EasyOCR has its own dependencies that will be installed automatically when you install the package.

#### For PDF processing:

**macOS:**
```bash
brew install poppler
```

**Ubuntu/Debian:**
```bash
apt-get update && apt-get install -y poppler-utils
```

**Windows:**
- Download from: https://github.com/oschwartz10612/poppler-windows/releases/

## Usage

### Converting Images to Markdown

#### Using Tesseract OCR

```python
from textextraction import ImageText

# Initialize with Tesseract OCR
image_processor = ImageText(ocr_engine="tesseract")

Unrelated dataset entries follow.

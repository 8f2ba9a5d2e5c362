//! Unified error types for the JV port facade.
//!
//! A single `JvError` enum that every subsystem converts into, so the
//! synchronous submission path and the asynchronous event path report the
//! same vocabulary.  All variants are `Copy`: they travel inside events
//! that are cloned to callbacks on the dispatcher thread.

use core::fmt;

// ---------------------------------------------------------------------------
// Top-level error
// ---------------------------------------------------------------------------

/// Every rejected submission and every failed terminal event carries one of
/// these.
#[derive(Debug, Clone, Copy, PartialEq, Eq)]
pub enum JvError {
    /// No free slot, session, port record or queue capacity.
    Exhausted,
    /// Handle is malformed or decodes out of range, or names the wrong kind
    /// of slot for the operation.
    InvalidHandle,
    /// Handle is well-formed but its slot has no registered callback.
    SlotInactive,
    /// Slot is live but the addressed session is not (or not open).
    SessionInactive,
    /// The command record cannot hold the supplied arguments.
    AllocationFailure,
    /// The transport or discovery collaborator refused the operation.
    /// Only ever reported through an event.
    UnderlyingFailure,
    /// The service is not enabled.
    NotEnabled,
    /// `enable` called while the service is enabled or still disabling.
    AlreadyEnabled,
}

impl fmt::Display for JvError {
    fn fmt(&self, f: &mut fmt::Formatter<'_>) -> fmt::Result {
        match self {
            Self::Exhausted => write!(f, "resources exhausted"),
            Self::InvalidHandle => write!(f, "invalid handle"),
            Self::SlotInactive => write!(f, "slot inactive"),
            Self::SessionInactive => write!(f, "session inactive"),
            Self::AllocationFailure => write!(f, "command record allocation failed"),
            Self::UnderlyingFailure => write!(f, "underlying transport failure"),
            Self::NotEnabled => write!(f, "service not enabled"),
            Self::AlreadyEnabled => write!(f, "service already enabled"),
        }
    }
}

impl core::error::Error for JvError {}

// ---------------------------------------------------------------------------
// Resource table errors
// ---------------------------------------------------------------------------

#[derive(Debug, Clone, Copy, PartialEq, Eq)]
pub enum TableError {
    /// Every connection slot (or port record) is occupied.
    Exhausted,
    /// The slot has no free session entry below its session cap.
    SlotFull,
}

impl fmt::Display for TableError {
    fn fmt(&self, f: &mut fmt::Formatter<'_>) -> fmt::Result {
        match self {
            Self::Exhausted => write!(f, "table exhausted"),
            Self::SlotFull => write!(f, "slot full"),
        }
    }
}

impl From<TableError> for JvError {
    fn from(_: TableError) -> Self {
        Self::Exhausted
    }
}

// ---------------------------------------------------------------------------
// Convenience Result alias
// ---------------------------------------------------------------------------

/// Crate-wide `Result` alias.
pub type Result<T> = core::result::Result<T, JvError>;
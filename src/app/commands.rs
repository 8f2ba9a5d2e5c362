//! Command records queued from caller threads to the dispatcher.
//!
//! A record owns copies of everything the operation needs, including the
//! callback that will receive its terminal event.  The callback is captured
//! at submission time so a record whose target has since gone away can
//! still be resolved with a failure event.

use core::fmt;

use heapless::Vec;

use crate::handle::Handle;
use crate::types::{
    BdAddr, ConnState, MAX_DISCOVERY_UUIDS, Payload, PmId, PortId, RecordHandle, RequestId,
    ServiceUuid, UserData,
};

use super::ports::Callback;

/// Operations the dispatcher executes.
#[derive(Debug, Clone)]
pub enum Command {
    /// Terminal event: `Enabled`.
    Enable,
    /// Terminal event: `Disabled`.
    Disable,
    StartDiscovery {
        peer: BdAddr,
        uuids: Vec<ServiceUuid, MAX_DISCOVERY_UUIDS>,
        user_data: UserData,
    },
    CreateRecord {
        user_data: UserData,
    },
    DeleteRecord {
        record: RecordHandle,
    },
    /// Slot and session were reserved at submission.
    Connect {
        handle: Handle,
        user_data: UserData,
    },
    Close {
        handle: Handle,
        user_data: UserData,
    },
    /// Slot and first listening session were reserved at submission.
    StartServer {
        handle: Handle,
        user_data: UserData,
    },
    StopServer {
        handle: Handle,
        user_data: UserData,
    },
    Read {
        handle: Handle,
        req_id: RequestId,
        len: u16,
    },
    Write {
        handle: Handle,
        req_id: RequestId,
        data: Payload,
    },
    SetPowerProfile {
        handle: Handle,
        policy: PmId,
        initial: ConnState,
    },
    /// Notification from the transport about one of its ports.
    Port {
        port: PortId,
        event: PortEvent,
    },
    /// Stop the worker loop.
    Shutdown,
}

impl Command {
    /// Target connection handle, if the command addresses one.
    pub fn handle(&self) -> Option<Handle> {
        match self {
            Self::Connect { handle, .. }
            | Self::Close { handle, .. }
            | Self::StartServer { handle, .. }
            | Self::StopServer { handle, .. }
            | Self::Read { handle, .. }
            | Self::Write { handle, .. }
            | Self::SetPowerProfile { handle, .. } => Some(*handle),
            _ => None,
        }
    }

    pub fn name(&self) -> &'static str {
        match self {
            Self::Enable => "enable",
            Self::Disable => "disable",
            Self::StartDiscovery { .. } => "start-discovery",
            Self::CreateRecord { .. } => "create-record",
            Self::DeleteRecord { .. } => "delete-record",
            Self::Connect { .. } => "connect",
            Self::Close { .. } => "close",
            Self::StartServer { .. } => "start-server",
            Self::StopServer { .. } => "stop-server",
            Self::Read { .. } => "read",
            Self::Write { .. } => "write",
            Self::SetPowerProfile { .. } => "set-power-profile",
            Self::Port { .. } => "port-event",
            Self::Shutdown => "shutdown",
        }
    }
}

/// Asynchronous port activity reported by the transport.
#[derive(Debug, Clone, Copy, PartialEq, Eq)]
pub enum PortEvent {
    /// Outgoing connection established, or a listener accepted a peer.
    Connected { peer: BdAddr },
    /// Outgoing connection attempt failed.
    ConnectFailed,
    /// Peer went away.
    Disconnected,
    /// Bytes are waiting to be read.
    DataReady { queued: u32 },
}

/// One queued unit of work.
pub struct PendingCommand {
    pub command: Command,
    /// Receives the terminal event.  `None` for transport notifications and
    /// shutdown.
    pub reply_to: Option<Callback>,
}

impl PendingCommand {
    pub fn new(command: Command, reply_to: Callback) -> Self {
        Self {
            command,
            reply_to: Some(reply_to),
        }
    }

    pub fn internal(command: Command) -> Self {
        Self {
            command,
            reply_to: None,
        }
    }
}

impl fmt::Debug for PendingCommand {
    fn fmt(&self, f: &mut fmt::Formatter<'_>) -> fmt::Result {
        f.debug_struct("PendingCommand")
            .field("command", &self.command)
            .field("reply_to", &self.reply_to.is_some())
            .finish()
    }
}
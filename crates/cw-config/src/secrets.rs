//! Database secret resolution.
//!
//! # Contract
//! - Config YAML stores only the env var NAME of the connection URL
//!   (`database.url_env`).
//! - When that variable is unset or blank, the connection is composed from
//!   `DB_HOST`, `DB_PORT`, `DB_USER`, `DB_PASSWORD`, `DB_NAME`.
//! - `Debug` redacts every credential.
//! - Error messages name env vars, never values.

use anyhow::{bail, Context, Result};

use crate::settings::DatabaseSection;

pub const ENV_DB_HOST: &str = "DB_HOST";
pub const ENV_DB_PORT: &str = "DB_PORT";
pub const ENV_DB_USER: &str = "DB_USER";
pub const ENV_DB_PASSWORD: &str = "DB_PASSWORD";
pub const ENV_DB_NAME: &str = "DB_NAME";

const DEFAULT_DB_PORT: u16 = 5432;

/// Resolved database credentials, built once at startup.
#[derive(Clone, PartialEq, Eq)]
pub enum DatabaseSecrets {
    /// Full connection URL read from the env var `var`.
    Url { var: String, url: String },
    /// Discrete connection parts.
    Parts {
        host: String,
        port: u16,
        user: String,
        password: Option<String>,
        database: String,
    },
}

impl std::fmt::Debug for DatabaseSecrets {
    fn fmt(&self, f: &mut std::fmt::Formatter<'_>) -> std::fmt::Result {
        match self {
            DatabaseSecrets::Url { var, .. } => f
                .debug_struct("Url")
                .field("var", var)
                .field("url", &"<REDACTED>")
                .finish(),
            DatabaseSecrets::Parts {
                host,
                port,
                user,
                password,
                database,
            } => f
                .debug_struct("Parts")
                .field("host", host)
                .field("port", port)
                .field("user", user)
                .field("password", &password.as_ref().map(|_| "<REDACTED>"))
                .field("database", database)
                .finish(),
        }
    }
}

impl DatabaseSecrets {
    /// Short description for logs; never contains credentials.
    pub fn describe(&self) -> String {
        match self {
            DatabaseSecrets::Url { var, .. } => format!("url from env {var}"),
            DatabaseSecrets::Parts {
                host,
                port,
                database,
                ..
            } => format!("{host}:{port}/{database}"),
        }
    }
}

/// Resolve from the process environment.
pub fn resolve_database_secrets(cfg: &DatabaseSection) -> Result<DatabaseSecrets> {
    resolve_database_secrets_with(cfg, |name| std::env::var(name).ok())
}

/// Resolve with an injected lookup; blank values count as unset.
pub fn resolve_database_secrets_with<F>(cfg: &DatabaseSection, lookup: F) -> Result<DatabaseSecrets>
where
    F: Fn(&str) -> Option<String>,
{
    let get = |name: &str| lookup(name).filter(|v| !v.trim().is_empty());

    let url_var = cfg.url_env.trim();
    if let Some(url) = get(url_var) {
        return Ok(DatabaseSecrets::Url {
            var: url_var.to_string(),
            url,
        });
    }

    let Some(host) = get(ENV_DB_HOST) else {
        bail!(
            "SECRETS_MISSING: neither '{}' nor '{}' is set; \
             provide a connection URL or DB_* connection parts",
            url_var,
            ENV_DB_HOST
        );
    };
    let Some(user) = get(ENV_DB_USER) else {
        bail!("SECRETS_MISSING: required env var '{}' is not set or empty", ENV_DB_USER);
    };
    let Some(database) = get(ENV_DB_NAME) else {
        bail!("SECRETS_MISSING: required env var '{}' is not set or empty", ENV_DB_NAME);
    };
    let port = match get(ENV_DB_PORT) {
        Some(raw) => raw
            .trim()
            .parse::<u16>()
            .with_context(|| format!("SECRETS_INVALID: env var '{ENV_DB_PORT}' is not a port"))?,
        None => DEFAULT_DB_PORT,
    };

    Ok(DatabaseSecrets::Parts {
        host,
        port,
        user,
        password: get(ENV_DB_PASSWORD),
        database,
    })
}
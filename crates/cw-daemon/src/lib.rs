//! cw-daemon library target.
//!
//! Exposes the router and state for integration tests.
//! The binary `main.rs` depends on this library target.

pub mod api_types;
pub mod routes;
pub mod state;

# Process an image and save to markdown
image_processor.process_image(
    image_path="path/to/image.png",
    output_path="output_image_tesseract.md"
)

# Optional: Customize line height for better text grouping
image_processor = ImageText(ocr_engine="tesseract", line_height=30)
image_processor.process_image(
    image_path="path/to/image.png",
    output_path="output_image_tesseract_custom.md"
)
```

#### Using EasyOCR (default)

```python
from textextraction import ImageText

# Initialize with EasyOCR (default)
image_processor = ImageText()

# Process an image and save to markdown
image_processor.process_image(
    image_path="path/to/image.png",
    output_path="output_image_easyocr.md"
)

# Optional: Customize line height for better text grouping
image_processor = ImageText(line_height=30)
image_processor.process_image(
    image_path="path/to/image.png",
    output_path="output_image_easyocr_custom.md"
)
```

### Converting Scanned PDFs to Markdown

#### Using Tesseract OCR

```python
from textextraction import ScannedPdfText

# Initialize with Tesseract OCR
pdf_processor = ScannedPdfText(ocr_engine="tesseract")

# Process a scanned PDF and save to markdown
pdf_processor.process_pdf(
    pdf_path="path/to/scanned_document.pdf",
    output_path="output_scanned_tesseract.md"
)

# Optional: Customize line height for better text grouping
pdf_processor = ScannedPdfText(ocr_engine="tesseract", line_height=30)
pdf_processor.process_pdf(
    pdf_path="path/to/scanned_document.pdf",
    output_path="output_scanned_tesseract_custom.md"
)
```

#### Using EasyOCR (default)

```python
from textextraction import ScannedPdfText

# Initialize with EasyOCR (default)
pdf_processor = ScannedPdfText()

# Process a scanned PDF and save to markdown
pdf_processor.process_pdf(
    pdf_path="path/to/scanned_document.pdf",
    output_path="output_scanned_easyocr.md"
)

# Optional: Customize line height for better text grouping
pdf_processor = ScannedPdfText(line_height=30)
pdf_processor.process_pdf(
    pdf_path="path/to/scanned_document.pdf",
    output_path="output_scanned_easyocr_custom.md"
)
```

### Converting Regular PDFs to Markdown

```python
from textextraction import PdfText

# Initialize the PDF processor
pdf_processor = PdfText()

# Process a PDF and save to markdown
pdf_processor.process_pdf(
    pdf_path="path/to/document.pdf",
    output_path="output_pdf.md"
)
```

## Dependencies

### For Tesseract OCR:
- Python 3.6+
- pytesseract
- Pillow (PIL)
- Tesseract OCR (system dependency)

### For EasyOCR:
- Python 3.6+
- easyocr
- Pillow (PIL)
- numpy
- torch
- torchvision

### For PDF Processing:
- Python 3.6+
- pdfminer.six
- pdf2image
- Poppler (system dependency)

## License

This project is licensed under the MIT License - see the LICENSE file for details.